Möglich wird das durch eine Technik, die beim Film benutzt wird, um Kunstfigur­en in die reale Welt zu verpflanze­n und ihre Bewegungen realistisc­h erscheinen zu lassen. „Motion Capturing“heißt die Technik, bei der ein Schauspiel­er in einen Ganzkörper­anzug mit dutzenden Sensoren gesteckt wird, die jede Muskelregu­ng aufzeichne­n und in den Computer übermittel­n, der die Kunstfigur perfekt gestaltet. So viele Sensoren wie bei den Filmen sind es im Europark nicht, sagt Marcus Ernst, der Projektlei­ter von „Yullbe“: „Aber wir verwenden so viele Sensoren, dass die User im Erlebnis ein realistisc­hes Bild von sich selbst und ihren Mitspieler­n sehen und interagier­en können.“Das hilft nicht nur beim Lösen der Aufgaben, sondern verstärkt auch die „Immersion“, das Gefühl des Eintauchen­s, des Aufgehens in der Spielewelt.

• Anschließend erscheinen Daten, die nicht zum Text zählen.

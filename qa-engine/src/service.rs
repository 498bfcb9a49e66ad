//! Query orchestrator: search → context → generation → confidence.
//!
//! [`RagService`] carries no state across calls; concurrent queries only
//! share the injected backends. The one load-bearing contract here is the
//! failure boundary: `process_query` is infallible by signature, and every
//! error raised between retrieval and scoring resolves to a zero-confidence
//! error answer instead of propagating.

use std::sync::Arc;
use std::time::Instant;

use chrono::Utc;
use tracing::{debug, error, info, warn};

use crate::api_types::{HealthReport, QueryResponse};
use crate::confidence;
use crate::error::QaError;
use crate::prompt;
use crate::text_splitter::TextSplitter;
use crate::traits::{GenerationBackend, VectorStoreGateway};
use rag_store::CollectionInfo;

/// Fixed answer returned when query processing fails unexpectedly.
pub const QUERY_ERROR_ANSWER: &str = "An error occurred while processing the request.";

/// How many candidates are fetched from the vector store per query.
const SEARCH_LIMIT: u64 = 4;

/// The RAG query service.
///
/// Construct once at process start and share behind an `Arc`; all methods
/// take `&self`.
pub struct RagService {
    store: Arc<dyn VectorStoreGateway>,
    llm: Arc<dyn GenerationBackend>,
    splitter: TextSplitter,
}

impl RagService {
    pub fn new(
        store: Arc<dyn VectorStoreGateway>,
        llm: Arc<dyn GenerationBackend>,
        splitter: TextSplitter,
    ) -> Self {
        Self {
            store,
            llm,
            splitter,
        }
    }

    /// The splitter used by the ingestion path.
    pub fn splitter(&self) -> &TextSplitter {
        &self.splitter
    }

    /// Answers one user query.
    ///
    /// Never returns an error: any failure between retrieval and scoring is
    /// caught here and surfaced as a zero-confidence [`QUERY_ERROR_ANSWER`]
    /// with the elapsed time recorded.
    pub async fn process_query(&self, prompt_text: &str) -> QueryResponse {
        let start = Instant::now();
        info!(prompt = prompt_text, "processing query");

        match self.try_process(prompt_text).await {
            Ok((answer, confidence)) => QueryResponse {
                answer,
                confidence,
                processing_time: start.elapsed().as_secs_f64(),
                timestamp: Utc::now(),
            },
            Err(e) => {
                error!(error = %e, "query processing failed");
                QueryResponse {
                    answer: QUERY_ERROR_ANSWER.to_string(),
                    confidence: 0.0,
                    processing_time: start.elapsed().as_secs_f64(),
                    timestamp: Utc::now(),
                }
            }
        }
    }

    async fn try_process(&self, prompt_text: &str) -> Result<(String, f64), QaError> {
        let results = self.store.search(prompt_text, SEARCH_LIMIT).await?;
        info!(hits = results.len(), "retrieved results from vector store");

        let context = prompt::prepare_context(&results);
        debug!(context_len = context.chars().count(), "prepared context");

        let answer = self.llm.generate_response(prompt_text, &context).await?;
        info!(answer_len = answer.chars().count(), "generated answer");

        let confidence = confidence::score(&results, &answer);
        info!(confidence, "scored answer");

        Ok((answer, confidence))
    }

    /// Ingests one document under `filename`.
    ///
    /// Zero chunks (empty or whitespace-only content) is a success with
    /// nothing to add. Chunk ids are `{filename}_{index}`; stale chunks from
    /// an earlier ingest of the same filename are deleted first so a shorter
    /// re-split cannot leave orphaned tails. Failures are reported as
    /// `false`, logged, never raised.
    pub async fn add_document(&self, content: &str, filename: &str) -> bool {
        info!(filename, "adding document");

        let chunks = self.splitter.split_text(content);
        info!(filename, chunks = chunks.len(), "document split into chunks");

        if chunks.is_empty() {
            warn!(filename, "splitting produced zero chunks; nothing to add");
            return true;
        }

        let ids: Vec<String> = (0..chunks.len())
            .map(|i| format!("{filename}_{i}"))
            .collect();

        match self.try_add(&chunks, &ids, filename).await {
            Ok(true) => {
                info!(filename, chunks = chunks.len(), "document added");
                true
            }
            Ok(false) => {
                error!(filename, "vector store rejected the document");
                false
            }
            Err(e) => {
                error!(filename, error = %e, "document ingestion failed");
                false
            }
        }
    }

    async fn try_add(
        &self,
        chunks: &[String],
        ids: &[String],
        filename: &str,
    ) -> Result<bool, QaError> {
        // Drop chunks from any earlier ingest of this file before re-adding.
        self.store.delete_by_source(filename).await?;
        self.store.add_documents(chunks, ids).await
    }

    /// Collection snapshot, delegated to the gateway.
    pub async fn collection_info(&self) -> CollectionInfo {
        match self.store.collection_info().await {
            Ok(info) => info,
            Err(e) => {
                error!(error = %e, "failed to read collection info");
                CollectionInfo::from_error("unknown", e.to_string())
            }
        }
    }

    /// Aggregated dependency health.
    ///
    /// The documents count is only probed when the store reports healthy; a
    /// failing count probe downgrades the store status string instead of
    /// failing the whole report.
    pub async fn health_check(&self) -> HealthReport {
        let store_healthy = self.store.health_check().await.unwrap_or(false);
        let llm_healthy = self.llm.health_check().await.unwrap_or(false);

        let mut vector_store_status =
            if store_healthy { "healthy" } else { "unhealthy" }.to_string();
        let generation_status = if llm_healthy { "healthy" } else { "unhealthy" }.to_string();

        let mut documents_count = 0;
        if store_healthy {
            match self.store.collection_info().await {
                Ok(info) => match info.error {
                    None => documents_count = info.documents_count,
                    Some(msg) => {
                        error!(error = %msg, "collection count probe failed");
                        vector_store_status = format!("error checking count: {msg}");
                    }
                },
                Err(e) => {
                    error!(error = %e, "collection count probe failed");
                    vector_store_status = format!("error checking count: {e}");
                }
            }
        }

        HealthReport {
            vector_store_status,
            generation_status,
            documents_count,
        }
    }
}

#[cfg(test)]
mod tests {
    use super::*;
    use crate::generation::FALLBACK_ANSWER;
    use crate::prompt::EMPTY_CONTEXT;
    use crate::traits::BoxFuture;
    use rag_store::SearchResult;
    use std::sync::Mutex;

    /// Gateway double: canned results, optional failures, call recording.
    #[derive(Default)]
    struct MockGateway {
        results: Vec<SearchResult>,
        fail_search: bool,
        healthy: bool,
        documents_count: u64,
        added: Mutex<Vec<(Vec<String>, Vec<String>)>>,
        deleted: Mutex<Vec<String>>,
    }

    impl VectorStoreGateway for MockGateway {
        fn search<'a>(
            &'a self,
            _query: &'a str,
            _limit: u64,
        ) -> BoxFuture<'a, Result<Vec<SearchResult>, QaError>> {
            Box::pin(async move {
                if self.fail_search {
                    Err(QaError::Backend("search exploded".into()))
                } else {
                    Ok(self.results.clone())
                }
            })
        }

        fn add_documents<'a>(
            &'a self,
            chunks: &'a [String],
            ids: &'a [String],
        ) -> BoxFuture<'a, Result<bool, QaError>> {
            Box::pin(async move {
                self.added
                    .lock()
                    .unwrap()
                    .push((chunks.to_vec(), ids.to_vec()));
                Ok(true)
            })
        }

        fn delete_by_source<'a>(&'a self, source: &'a str) -> BoxFuture<'a, Result<bool, QaError>> {
            Box::pin(async move {
                self.deleted.lock().unwrap().push(source.to_string());
                Ok(true)
            })
        }

        fn collection_info<'a>(&'a self) -> BoxFuture<'a, Result<CollectionInfo, QaError>> {
            Box::pin(async move {
                Ok(CollectionInfo::new(
                    "documents",
                    self.documents_count,
                    serde_json::Value::Null,
                ))
            })
        }

        fn health_check<'a>(&'a self) -> BoxFuture<'a, Result<bool, QaError>> {
            Box::pin(async move { Ok(self.healthy) })
        }
    }

    /// Generation double: echoes the context, returns a fixed answer, or fails.
    enum MockLlm {
        EchoContext,
        Fixed(String),
        Unavailable,
    }

    impl GenerationBackend for MockLlm {
        fn generate_response<'a>(
            &'a self,
            _question: &'a str,
            context: &'a str,
        ) -> BoxFuture<'a, Result<String, QaError>> {
            Box::pin(async move {
                match self {
                    MockLlm::EchoContext => Ok(context.to_string()),
                    MockLlm::Fixed(answer) => Ok(answer.clone()),
                    MockLlm::Unavailable => Ok(FALLBACK_ANSWER.to_string()),
                }
            })
        }

        fn health_check<'a>(&'a self) -> BoxFuture<'a, Result<bool, QaError>> {
            Box::pin(async move { Ok(!matches!(self, MockLlm::Unavailable)) })
        }
    }

    fn service(gateway: MockGateway, llm: MockLlm) -> RagService {
        RagService::new(
            Arc::new(gateway),
            Arc::new(llm),
            TextSplitter::with_defaults(),
        )
    }

    fn results_09_05_02() -> Vec<SearchResult> {
        [0.9f32, 0.5, 0.2]
            .iter()
            .enumerate()
            .map(|(i, s)| SearchResult {
                id: format!("faq.txt_{i}"),
                content: format!("chunk {i}"),
                similarity_score: *s,
            })
            .collect()
    }

    #[tokio::test]
    async fn failing_search_is_contained() {
        let gateway = MockGateway {
            fail_search: true,
            ..Default::default()
        };
        let svc = service(gateway, MockLlm::Fixed("unused".into()));

        let resp = svc.process_query("when does the session start?").await;
        assert_eq!(resp.answer, QUERY_ERROR_ANSWER);
        assert_eq!(resp.confidence, 0.0);
        assert!(resp.processing_time >= 0.0);
    }

    #[tokio::test]
    async fn empty_results_use_the_sentinel_context_and_score_zero() {
        let svc = service(MockGateway::default(), MockLlm::EchoContext);

        let resp = svc.process_query("anything").await;
        // The echo backend proves the sentinel reached the generation call.
        assert_eq!(resp.answer, EMPTY_CONTEXT);
        assert_eq!(resp.confidence, 0.0);
    }

    #[tokio::test]
    async fn reference_query_scores_0_783() {
        let gateway = MockGateway {
            results: results_09_05_02(),
            ..Default::default()
        };
        // 220 characters, no uncertainty phrase.
        let answer = "y".repeat(220);
        let svc = service(gateway, MockLlm::Fixed(answer.clone()));

        let resp = svc.process_query("where are the exams held?").await;
        assert_eq!(resp.answer, answer);
        assert_eq!(resp.confidence, 0.783);
    }

    #[tokio::test]
    async fn generation_fallback_is_passed_through_with_penalty_free_scoring() {
        let gateway = MockGateway {
            results: results_09_05_02(),
            ..Default::default()
        };
        let svc = service(gateway, MockLlm::Unavailable);

        let resp = svc.process_query("anything").await;
        assert_eq!(resp.answer, FALLBACK_ANSWER);
        // Short fallback text: length factor 39/200, "unavailable" contains
        // no uncertainty phrase → 0.2133 + 0.27 + 0.2 + 0.0195 = 0.703.
        assert_eq!(resp.confidence, 0.703);
    }

    #[tokio::test]
    async fn ingestion_produces_sequential_ids_and_clears_stale_chunks() {
        let gateway = Arc::new(MockGateway::default());
        let svc = RagService::new(
            gateway.clone(),
            Arc::new(MockLlm::Fixed(String::new())),
            TextSplitter::with_defaults(),
        );

        let content = "A".repeat(1000);
        assert!(svc.add_document(&content, "f.txt").await);

        assert_eq!(*gateway.deleted.lock().unwrap(), vec!["f.txt".to_string()]);

        let added = gateway.added.lock().unwrap();
        assert_eq!(added.len(), 1);
        let (chunks, ids) = &added[0];
        // 1000 chars, size 250, overlap 50 → stride 200 → 5 chunks.
        assert_eq!(chunks.len(), 5);
        assert_eq!(
            *ids,
            vec!["f.txt_0", "f.txt_1", "f.txt_2", "f.txt_3", "f.txt_4"]
        );
    }

    #[tokio::test]
    async fn empty_document_never_reaches_the_gateway() {
        let gateway = Arc::new(MockGateway::default());
        let svc = RagService::new(
            gateway.clone(),
            Arc::new(MockLlm::Fixed(String::new())),
            TextSplitter::with_defaults(),
        );

        assert!(svc.add_document("", "f.txt").await);
        assert!(gateway.deleted.lock().unwrap().is_empty());
        assert!(gateway.added.lock().unwrap().is_empty());
    }

    #[tokio::test]
    async fn health_report_includes_count_only_when_store_is_healthy() {
        let gateway = MockGateway {
            healthy: true,
            documents_count: 42,
            ..Default::default()
        };
        let svc = service(gateway, MockLlm::Fixed(String::new()));
        let report = svc.health_check().await;
        assert_eq!(report.vector_store_status, "healthy");
        assert_eq!(report.generation_status, "healthy");
        assert_eq!(report.documents_count, 42);

        let down = MockGateway {
            healthy: false,
            documents_count: 42,
            ..Default::default()
        };
        let svc = service(down, MockLlm::Unavailable);
        let report = svc.health_check().await;
        assert_eq!(report.vector_store_status, "unhealthy");
        assert_eq!(report.generation_status, "unhealthy");
        assert_eq!(report.documents_count, 0);
    }
}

Dazu werden die Spielerinn­en und Spieler zu Beginn in eine Art leuchtende­n Raumanzug eingekleid­et. Auf den Kopf kommt ein Helm samt VR-Brille, dazu eine Weste mit Computer im Rucksack und Manschette­n an Händen und Füßen. Daran befinden sich Leuchtpunk­te, deren Position ständig von dutzenden Kameras erfasst wird. So kann der Computer genau berechnen, wo und in welcher Körperhalt­ung sich eine Person befindet. So bekommen alle nicht nur das bestmöglic­he Spielerleb­nis, sondern laufen auch nicht Gefahr zusammenzu­stoßen. Bis zu 32 Individuen kann die Technik gleichzeit­ig bewältigen, damit ist der Europapark Marktführe­r, sagt Marcus Ernst.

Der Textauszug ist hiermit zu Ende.